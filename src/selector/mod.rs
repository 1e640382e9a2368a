//! Searchable, single-select category combo-box with inline creation.
//!
//! The selector is a controlled view: the selection, the category list and
//! the creation status all live in a [`CategorySource`] supplied by the
//! parent, and the selector only reports intents back through it.

pub mod matching;
pub mod options;
pub mod state;
pub mod view;

pub use matching::{contains_ignore_case, equals_ignore_case, highlight_segments, LabelSegment};
pub use options::{OptionSet, OptionTarget};
pub use state::{CategorySelector, SelectorKey, SelectorResponse};
pub use view::{CreateRow, EmptyState, InputView, MenuView, OptionRow, SelectorView};

use crate::domain::Category;

pub const DEFAULT_PLACEHOLDER: &str = "Search or create...";

/// View model the selector reads from and reports to.
pub trait CategorySource {
    fn categories(&self) -> &[Category];

    /// Currently selected identifier, empty when nothing is selected.
    fn selected_id(&self) -> &str;

    /// True while a creation request issued through
    /// [`CategorySource::on_create_category`] is still in flight.
    fn is_creating(&self) -> bool;

    fn error(&self) -> Option<&str>;

    fn on_change(&mut self, category_id: &str);

    fn on_create_category(&mut self, name: &str);
}
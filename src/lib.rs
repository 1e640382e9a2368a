#![doc(test(attr(deny(warnings))))]

//! Category Combo provides a searchable, single-select category picker with
//! inline creation, the transaction form that owns its selection, and a
//! terminal host that runs it interactively.

pub mod catalog;
pub mod cli;
pub mod config;
pub mod domain;
pub mod errors;
pub mod form;
pub mod selector;
pub mod utils;

use std::sync::Once;

static INIT_TRACING: Once = Once::new();

/// Initializes global tracing and emits a startup info log.
pub fn init() {
    INIT_TRACING.call_once(|| {
        utils::init_tracing();
        tracing::info!("Category Combo tracing initialized.");
    });
}
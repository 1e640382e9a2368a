//! Option list derived from the category list and the current search text.
//!
//! Recomputed on every event; category lists are small enough that caching
//! would only add invalidation bugs.

use crate::domain::{Category, CategoryId, NamedEntity};
use crate::selector::matching::{contains_ignore_case, equals_ignore_case};

/// Target of a position in the visible option list.
#[derive(Debug, Clone, PartialEq, Eq)]
pub enum OptionTarget {
    Category(CategoryId),
    Create(String),
}

#[derive(Debug)]
pub struct OptionSet<'a> {
    pub enabled: Vec<&'a Category>,
    pub visible: Vec<&'a Category>,
    pub exact_match: bool,
    pub show_create: bool,
    pub selected: Option<&'a Category>,
    query: String,
}

impl<'a> OptionSet<'a> {
    pub fn compute(categories: &'a [Category], search_text: &str, selected_id: &str) -> Self {
        let query = search_text.trim().to_string();
        let enabled: Vec<&Category> = categories.iter().filter(|cat| cat.enabled).collect();
        let visible = enabled
            .iter()
            .copied()
            .filter(|cat| contains_ignore_case(cat.name(), &query))
            .collect();
        let exact_match = enabled
            .iter()
            .any(|cat| equals_ignore_case(cat.name(), &query));
        let show_create = !query.is_empty() && !exact_match;
        let selected = enabled
            .iter()
            .copied()
            .find(|cat| cat.category_id.matches(selected_id));

        Self {
            enabled,
            visible,
            exact_match,
            show_create,
            selected,
            query,
        }
    }

    /// Trimmed search text.
    pub fn query(&self) -> &str {
        &self.query
    }

    /// Visible categories plus the create slot when offered.
    pub fn total(&self) -> usize {
        self.visible.len() + usize::from(self.show_create)
    }

    pub fn create_index(&self) -> Option<usize> {
        self.show_create.then_some(self.visible.len())
    }

    pub fn target(&self, index: usize) -> Option<OptionTarget> {
        if let Some(category) = self.visible.get(index) {
            return Some(OptionTarget::Category(category.category_id.clone()));
        }
        (Some(index) == self.create_index()).then(|| OptionTarget::Create(self.query.clone()))
    }

    pub fn is_selected(&self, category: &Category) -> bool {
        self.selected
            .is_some_and(|selected| selected.category_id == category.category_id)
    }
}
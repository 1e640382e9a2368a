//! Scoped terminal modes. Each guard undoes what it enabled when dropped.

use std::io::{self, Write};

use crossterm::{
    event::{DisableMouseCapture, EnableMouseCapture},
    terminal, ExecutableCommand,
};

pub struct RawModeGuard {
    active: bool,
}

impl RawModeGuard {
    pub fn activate() -> io::Result<Self> {
        terminal::enable_raw_mode()?;
        Ok(Self { active: true })
    }

    pub fn deactivate(&mut self) {
        if self.active {
            let _ = terminal::disable_raw_mode();
            self.active = false;
        }
    }
}

impl Drop for RawModeGuard {
    fn drop(&mut self) {
        self.deactivate();
    }
}

/// Mouse reporting for the lifetime of the picker, including presses outside
/// its own rows.
pub struct MouseCaptureGuard {
    active: bool,
}

impl MouseCaptureGuard {
    pub fn activate<W: Write>(out: &mut W) -> io::Result<Self> {
        out.execute(EnableMouseCapture)?;
        Ok(Self { active: true })
    }

    pub fn deactivate(&mut self) {
        if self.active {
            let _ = io::stdout().execute(DisableMouseCapture);
            self.active = false;
        }
    }
}

impl Drop for MouseCaptureGuard {
    fn drop(&mut self) {
        self.deactivate();
    }
}
//! Case-insensitive literal text matching used for filtering and marking
//! option labels.
//!
//! Search text comes straight from the user, so it is only ever compared
//! character by character. Nothing here compiles it into a pattern.

/// Piece of an option label, marked when it matches the search text.
#[derive(Debug, Clone, PartialEq, Eq)]
pub struct LabelSegment {
    pub text: String,
    pub marked: bool,
}

impl LabelSegment {
    fn plain(text: &str) -> Self {
        Self {
            text: text.to_string(),
            marked: false,
        }
    }

    fn marked(text: &str) -> Self {
        Self {
            text: text.to_string(),
            marked: true,
        }
    }
}

fn fold(text: &str) -> Vec<char> {
    text.chars().flat_map(char::to_lowercase).collect()
}

/// Returns the byte length of the prefix of `rest` that matches `needle`
/// case-insensitively, if the whole needle matches on a char boundary.
fn match_len_at(rest: &str, needle: &[char]) -> Option<usize> {
    let mut expected = needle.iter();
    let mut remaining = needle.len();
    let mut consumed = 0;

    for ch in rest.chars() {
        if remaining == 0 {
            break;
        }
        for lower in ch.to_lowercase() {
            match expected.next() {
                Some(want) if *want == lower => remaining -= 1,
                _ => return None,
            }
        }
        consumed += ch.len_utf8();
    }

    (remaining == 0).then_some(consumed)
}

fn find_from(haystack: &str, needle: &[char], mut pos: usize) -> Option<(usize, usize)> {
    while pos < haystack.len() {
        if let Some(len) = match_len_at(&haystack[pos..], needle) {
            return Some((pos, len));
        }
        pos += haystack[pos..].chars().next().map_or(1, char::len_utf8);
    }
    None
}

/// Substring test ignoring case. An empty needle matches everything.
pub fn contains_ignore_case(haystack: &str, needle: &str) -> bool {
    let needle = fold(needle);
    needle.is_empty() || find_from(haystack, &needle, 0).is_some()
}

/// Full-string equality ignoring case.
pub fn equals_ignore_case(left: &str, right: &str) -> bool {
    fold(left) == fold(right)
}

/// Splits `label` into plain and marked segments around every
/// non-overlapping occurrence of the trimmed `query`.
pub fn highlight_segments(label: &str, query: &str) -> Vec<LabelSegment> {
    let needle = fold(query.trim());
    if needle.is_empty() {
        return vec![LabelSegment::plain(label)];
    }

    let mut segments = Vec::new();
    let mut plain_start = 0;
    let mut pos = 0;
    while let Some((start, len)) = find_from(label, &needle, pos) {
        if plain_start < start {
            segments.push(LabelSegment::plain(&label[plain_start..start]));
        }
        segments.push(LabelSegment::marked(&label[start..start + len]));
        pos = start + len;
        plain_start = pos;
    }
    if plain_start < label.len() || segments.is_empty() {
        segments.push(LabelSegment::plain(&label[plain_start..]));
    }
    segments
}

#[cfg(test)]
mod tests {
    use super::*;

    fn marked(segments: &[LabelSegment]) -> Vec<&str> {
        segments
            .iter()
            .filter(|segment| segment.marked)
            .map(|segment| segment.text.as_str())
            .collect()
    }

    #[test]
    fn contains_is_substring_not_prefix() {
        assert!(contains_ignore_case("Groceries", "CER"));
        assert!(contains_ignore_case("Groceries", ""));
        assert!(!contains_ignore_case("Groceries", "rent"));
    }

    #[test]
    fn pattern_characters_are_literal() {
        assert!(contains_ignore_case("a.b plan", "a.b"));
        assert!(!contains_ignore_case("axb plan", "a.b"));
        assert!(contains_ignore_case("Fees (bank)", "(bank"));
        assert!(!contains_ignore_case("Rent", ".*"));
    }

    #[test]
    fn marks_every_occurrence_preserving_original_case() {
        let segments = highlight_segments("Banana bar", "BA");
        assert_eq!(marked(&segments), vec!["Ba", "ba"]);
        let rebuilt: String = segments.iter().map(|s| s.text.as_str()).collect();
        assert_eq!(rebuilt, "Banana bar");
    }

    #[test]
    fn blank_query_leaves_label_unmarked() {
        assert_eq!(
            highlight_segments("Food", "   "),
            vec![LabelSegment::plain("Food")]
        );
    }

    #[test]
    fn query_is_trimmed_before_marking() {
        assert_eq!(marked(&highlight_segments("Food", " oo ")), vec!["oo"]);
    }

    #[test]
    fn non_ascii_labels_split_on_char_boundaries() {
        let segments = highlight_segments("Café Crème", "É");
        assert_eq!(marked(&segments), vec!["é"]);
        assert!(equals_ignore_case("CAFÉ", "café"));
    }

    #[test]
    fn unmatched_query_yields_single_plain_segment() {
        assert_eq!(
            highlight_segments("Rent", "xyz"),
            vec![LabelSegment::plain("Rent")]
        );
    }
}
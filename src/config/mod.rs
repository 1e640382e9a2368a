use serde::{Deserialize, Serialize};
use std::{
    env, fs,
    path::{Path, PathBuf},
};

use crate::domain::TransactionType;
use crate::errors::{PickerError, Result};
use crate::selector::DEFAULT_PLACEHOLDER;

const CONFIG_ENV: &str = "CATEGORY_COMBO_CONFIG";
const CONFIG_DIR: &str = "category_combo";
const CONFIG_FILE: &str = "config.json";

#[derive(Debug, Clone, Serialize, Deserialize, PartialEq)]
#[serde(default)]
pub struct PickerConfig {
    pub placeholder: String,
    pub plain_mode: bool,
    #[serde(skip_serializing_if = "Option::is_none")]
    pub catalog_path: Option<PathBuf>,
    pub default_transaction_type: TransactionType,
}

impl Default for PickerConfig {
    fn default() -> Self {
        Self {
            placeholder: DEFAULT_PLACEHOLDER.into(),
            plain_mode: false,
            catalog_path: None,
            default_transaction_type: TransactionType::Expense,
        }
    }
}

/// Locates and reads the picker configuration file.
pub struct ConfigManager {
    path: PathBuf,
}

impl ConfigManager {
    /// Uses `CATEGORY_COMBO_CONFIG` when set, else the platform config dir.
    pub fn new() -> Result<Self> {
        if let Some(path) = env::var_os(CONFIG_ENV) {
            return Ok(Self::with_path(PathBuf::from(path)));
        }
        let base = dirs::config_dir().ok_or_else(|| {
            PickerError::Config("unable to resolve the user configuration directory".into())
        })?;
        Ok(Self::with_path(base.join(CONFIG_DIR).join(CONFIG_FILE)))
    }

    pub fn with_path(path: PathBuf) -> Self {
        Self { path }
    }

    pub fn load(&self) -> Result<PickerConfig> {
        if !self.path.exists() {
            return Ok(PickerConfig::default());
        }
        let data = fs::read_to_string(&self.path)?;
        serde_json::from_str(&data).map_err(|err| {
            PickerError::Config(format!("{}: {}", self.path.display(), err))
        })
    }

    pub fn path(&self) -> &Path {
        &self.path
    }
}
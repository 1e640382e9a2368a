/// Provides access to a human-friendly entity name.
pub trait NamedEntity {
    fn name(&self) -> &str;
}

/// Supplies a presentation-ready label for UI or logs.
pub trait Displayable {
    fn display_label(&self) -> String;
}
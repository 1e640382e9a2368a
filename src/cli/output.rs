use colored::Colorize;
use std::fmt;
use std::sync::{OnceLock, RwLock};

/// Message categories used by the CLI output helpers.
#[derive(Clone, Copy, PartialEq, Eq)]
pub enum MessageKind {
    Info,
    Success,
    Warning,
    Error,
}

#[derive(Clone, Copy, Debug, Default)]
pub struct OutputPreferences {
    pub plain_mode: bool,
    pub quiet_mode: bool,
}

static PREFERENCES: OnceLock<RwLock<OutputPreferences>> = OnceLock::new();

pub fn set_preferences(prefs: OutputPreferences) {
    let lock = PREFERENCES.get_or_init(|| RwLock::new(OutputPreferences::default()));
    if let Ok(mut guard) = lock.write() {
        *guard = prefs;
    }
}

fn preferences() -> OutputPreferences {
    PREFERENCES
        .get_or_init(|| RwLock::new(OutputPreferences::default()))
        .read()
        .map(|guard| *guard)
        .unwrap_or_default()
}

fn label(kind: MessageKind) -> &'static str {
    match kind {
        MessageKind::Info => "INFO",
        MessageKind::Success => "OK",
        MessageKind::Warning => "WARNING",
        MessageKind::Error => "ERROR",
    }
}

fn apply_style(kind: MessageKind, message: impl fmt::Display, prefs: &OutputPreferences) -> String {
    let formatted = format!("{}: {}", label(kind), message);
    if prefs.plain_mode {
        return formatted;
    }
    match kind {
        MessageKind::Success => formatted.bright_green().to_string(),
        MessageKind::Warning => formatted.bright_yellow().to_string(),
        MessageKind::Error => formatted.bright_red().to_string(),
        MessageKind::Info => formatted,
    }
}

pub fn print(kind: MessageKind, message: impl fmt::Display) {
    let prefs = preferences();
    if prefs.quiet_mode && kind == MessageKind::Info {
        return;
    }
    let formatted = apply_style(kind, message, &prefs);
    match kind {
        MessageKind::Warning | MessageKind::Error => eprintln!("{formatted}"),
        _ => println!("{formatted}"),
    }
}

pub fn info(message: impl fmt::Display) {
    print(MessageKind::Info, message);
}

pub fn success(message: impl fmt::Display) {
    print(MessageKind::Success, message);
}

pub fn warning(message: impl fmt::Display) {
    print(MessageKind::Warning, message);
}

pub fn error(message: impl fmt::Display) {
    print(MessageKind::Error, message);
}
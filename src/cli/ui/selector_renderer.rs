//! Paints a [`SelectorView`] as terminal lines and records which part of the
//! widget each line belongs to, for mouse hit-testing.

use crate::cli::ui::style::UiStyle;
use crate::selector::{CreateRow, OptionRow, SelectorView};

const CREATING_TEXT: &str = "Creating...";

#[derive(Debug, Clone, Copy, PartialEq, Eq)]
pub enum RowTarget {
    Input,
    Option(usize),
    Create(usize),
    Decoration,
    Error,
}

#[derive(Debug, Clone, Default, PartialEq)]
pub struct PaintedSelector {
    pub lines: Vec<String>,
    pub targets: Vec<RowTarget>,
}

impl PaintedSelector {
    pub fn push(&mut self, target: RowTarget, line: String) {
        self.lines.push(line);
        self.targets.push(target);
    }

    /// Widget part under the given line, `None` when outside the widget.
    pub fn target_at(&self, line: usize) -> Option<RowTarget> {
        self.targets.get(line).copied()
    }
}

pub fn paint(view: &SelectorView, style: &UiStyle) -> PaintedSelector {
    let mut painted = PaintedSelector::default();
    painted.push(RowTarget::Input, input_line(view, style));

    if let Some(menu) = &view.menu {
        for row in &menu.rows {
            painted.push(RowTarget::Option(row.index), option_line(row, style));
        }
        if menu.show_divider() {
            painted.push(RowTarget::Decoration, style.horizontal_line(0));
        }
        if let Some(create) = &menu.create {
            painted.push(RowTarget::Create(create.index), create_line(create, style));
        }
        if let Some(empty) = menu.empty {
            let line = format!("{}{}", style.normal_marker, empty.message());
            painted.push(RowTarget::Decoration, style.apply_dim_style(&line));
        }
    }

    if let Some(error) = &view.error {
        painted.push(RowTarget::Error, style.apply_error_style(error));
    }
    painted
}

fn input_line(view: &SelectorView, style: &UiStyle) -> String {
    let input = &view.input;
    let shown = if !input.text.is_empty() {
        input.text.clone()
    } else if let Some(badge) = &input.badge {
        format!("{} {}", style.check_icon, style.apply_highlight_style(badge))
    } else {
        style.apply_dim_style(&input.placeholder)
    };
    format!("{}{}", style.search_icon, shown)
}

fn marker(highlighted: bool, style: &UiStyle) -> String {
    if highlighted {
        style.apply_highlight_style(&style.highlight_marker)
    } else {
        style.normal_marker.clone()
    }
}

fn option_line(row: &OptionRow, style: &UiStyle) -> String {
    let label: String = row
        .segments
        .iter()
        .map(|segment| {
            if segment.marked {
                style.apply_mark_style(&segment.text)
            } else {
                segment.text.clone()
            }
        })
        .collect();
    let check = if row.selected {
        format!(" {}", style.check_icon)
    } else {
        String::new()
    };
    format!("{}{}{}", marker(row.highlighted, style), label, check)
}

fn create_line(create: &CreateRow, style: &UiStyle) -> String {
    if create.creating {
        return format!(
            "{}{}",
            style.normal_marker,
            style.apply_dim_style(CREATING_TEXT)
        );
    }
    format!(
        "{}{} Create \"{}\"",
        marker(create.highlighted, style),
        style.create_icon,
        create.name
    )
}
//! Transaction records and the drafts produced by the transaction form.

use std::fmt;

use chrono::NaiveDate;
use serde::{Deserialize, Deserializer, Serialize, Serializer};

use crate::domain::category::CategoryId;

/// Whether a transaction (and its category) is money going out or coming in.
#[derive(Debug, Clone, Copy, PartialEq, Eq, Hash, Default)]
pub enum TransactionType {
    #[default]
    Expense,
    Income,
}

impl TransactionType {
    pub fn id(self) -> u8 {
        match self {
            TransactionType::Expense => 1,
            TransactionType::Income => 2,
        }
    }

    pub fn from_id(id: u64) -> Option<Self> {
        match id {
            1 => Some(TransactionType::Expense),
            2 => Some(TransactionType::Income),
            _ => None,
        }
    }

    pub fn from_label(label: &str) -> Option<Self> {
        match label.trim().to_ascii_lowercase().as_str() {
            "expense" | "expenses" => Some(TransactionType::Expense),
            "income" => Some(TransactionType::Income),
            _ => None,
        }
    }
}

impl fmt::Display for TransactionType {
    fn fmt(&self, f: &mut fmt::Formatter<'_>) -> fmt::Result {
        let label = match self {
            TransactionType::Expense => "Expense",
            TransactionType::Income => "Income",
        };
        f.write_str(label)
    }
}

#[derive(Serialize, Deserialize)]
#[serde(rename_all = "camelCase")]
struct TransactionTypeRef {
    transaction_type_id: u64,
}

#[derive(Deserialize)]
#[serde(untagged)]
enum RawTransactionType {
    Id(u64),
    Label(String),
    Ref(TransactionTypeRef),
}

impl<'de> Deserialize<'de> for TransactionType {
    fn deserialize<D>(deserializer: D) -> Result<Self, D::Error>
    where
        D: Deserializer<'de>,
    {
        use serde::de::Error;

        match RawTransactionType::deserialize(deserializer)? {
            RawTransactionType::Id(id)
            | RawTransactionType::Ref(TransactionTypeRef {
                transaction_type_id: id,
            }) => TransactionType::from_id(id)
                .ok_or_else(|| D::Error::custom(format!("unknown transaction type id {id}"))),
            RawTransactionType::Label(label) => TransactionType::from_label(&label)
                .ok_or_else(|| D::Error::custom(format!("unknown transaction type `{label}`"))),
        }
    }
}

impl Serialize for TransactionType {
    fn serialize<S>(&self, serializer: S) -> Result<S::Ok, S::Error>
    where
        S: Serializer,
    {
        TransactionTypeRef {
            transaction_type_id: u64::from(self.id()),
        }
        .serialize(serializer)
    }
}

/// Repeat cadence of a saved (recurring) transaction.
#[derive(Debug, Clone, Copy, PartialEq, Eq, Serialize, Deserialize)]
pub enum Frequency {
    Daily,
    Weekly,
    Monthly,
    Yearly,
}

impl fmt::Display for Frequency {
    fn fmt(&self, f: &mut fmt::Formatter<'_>) -> fmt::Result {
        let label = match self {
            Frequency::Daily => "Daily",
            Frequency::Weekly => "Weekly",
            Frequency::Monthly => "Monthly",
            Frequency::Yearly => "Yearly",
        };
        f.write_str(label)
    }
}

/// Existing transaction as returned by the transaction API, used to seed the
/// edit form.
#[derive(Debug, Clone, Serialize, Deserialize, PartialEq)]
#[serde(rename_all = "camelCase")]
pub struct TransactionRecord {
    pub transaction_id: u64,
    pub category_id: CategoryId,
    #[serde(default)]
    pub description: String,
    pub amount: f64,
    /// Timestamp as sent by the API, e.g. `2024-03-01T00:00:00`.
    pub date: String,
    #[serde(default)]
    pub transaction_type: TransactionType,
    #[serde(default, skip_serializing_if = "Option::is_none")]
    pub frequency: Option<Frequency>,
}

/// Validated form output ready to hand to the transaction API.
#[derive(Debug, Clone, PartialEq)]
pub struct TransactionDraft {
    pub category_id: CategoryId,
    pub description: String,
    pub amount: f64,
    pub date: NaiveDate,
    pub frequency: Option<Frequency>,
}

★ ★ ★ ★

» **Task to complete**
Each line of the records above, from the first through the one containing "startup info log.", is to be retyped exactly; no other line belongs.

» **Result for this task**
filename src/selector/mod.rs
repository 1e640382e9a2368a
//! Searchable, single-select category combo-box with inline creation.
//!
//! The selector is a controlled view: the selection, the category list and
//! the creation status all live in a [`CategorySource`] supplied by the
//! parent, and the selector only reports intents back through it.

pub mod matching;
pub mod options;
pub mod state;
pub mod view;

pub use matching::{contains_ignore_case, equals_ignore_case, highlight_segments, LabelSegment};
pub use options::{OptionSet, OptionTarget};
pub use state::{CategorySelector, SelectorKey, SelectorResponse};
pub use view::{CreateRow, EmptyState, InputView, MenuView, OptionRow, SelectorView};

use crate::domain::Category;

pub const DEFAULT_PLACEHOLDER: &str = "Search or create...";

/// View model the selector reads from and reports to.
pub trait CategorySource {
    fn categories(&self) -> &[Category];

    /// Currently selected identifier, empty when nothing is selected.
    fn selected_id(&self) -> &str;

    /// True while a creation request issued through
    /// [`CategorySource::on_create_category`] is still in flight.
    fn is_creating(&self) -> bool;

    fn error(&self) -> Option<&str>;

    fn on_change(&mut self, category_id: &str);

    fn on_create_category(&mut self, name: &str);
}
filename src/lib.rs
repository 1e640382e9a2368a
#![doc(test(attr(deny(warnings))))]

//! Category Combo provides a searchable, single-select category picker with
//! inline creation, the transaction form that owns its selection, and a
//! terminal host that runs it interactively.

pub mod catalog;
pub mod cli;
pub mod config;
pub mod domain;
pub mod errors;
pub mod form;
pub mod selector;
pub mod utils;

use std::sync::Once;

static INIT_TRACING: Once = Once::new();

/// Initializes global tracing and emits a startup info log.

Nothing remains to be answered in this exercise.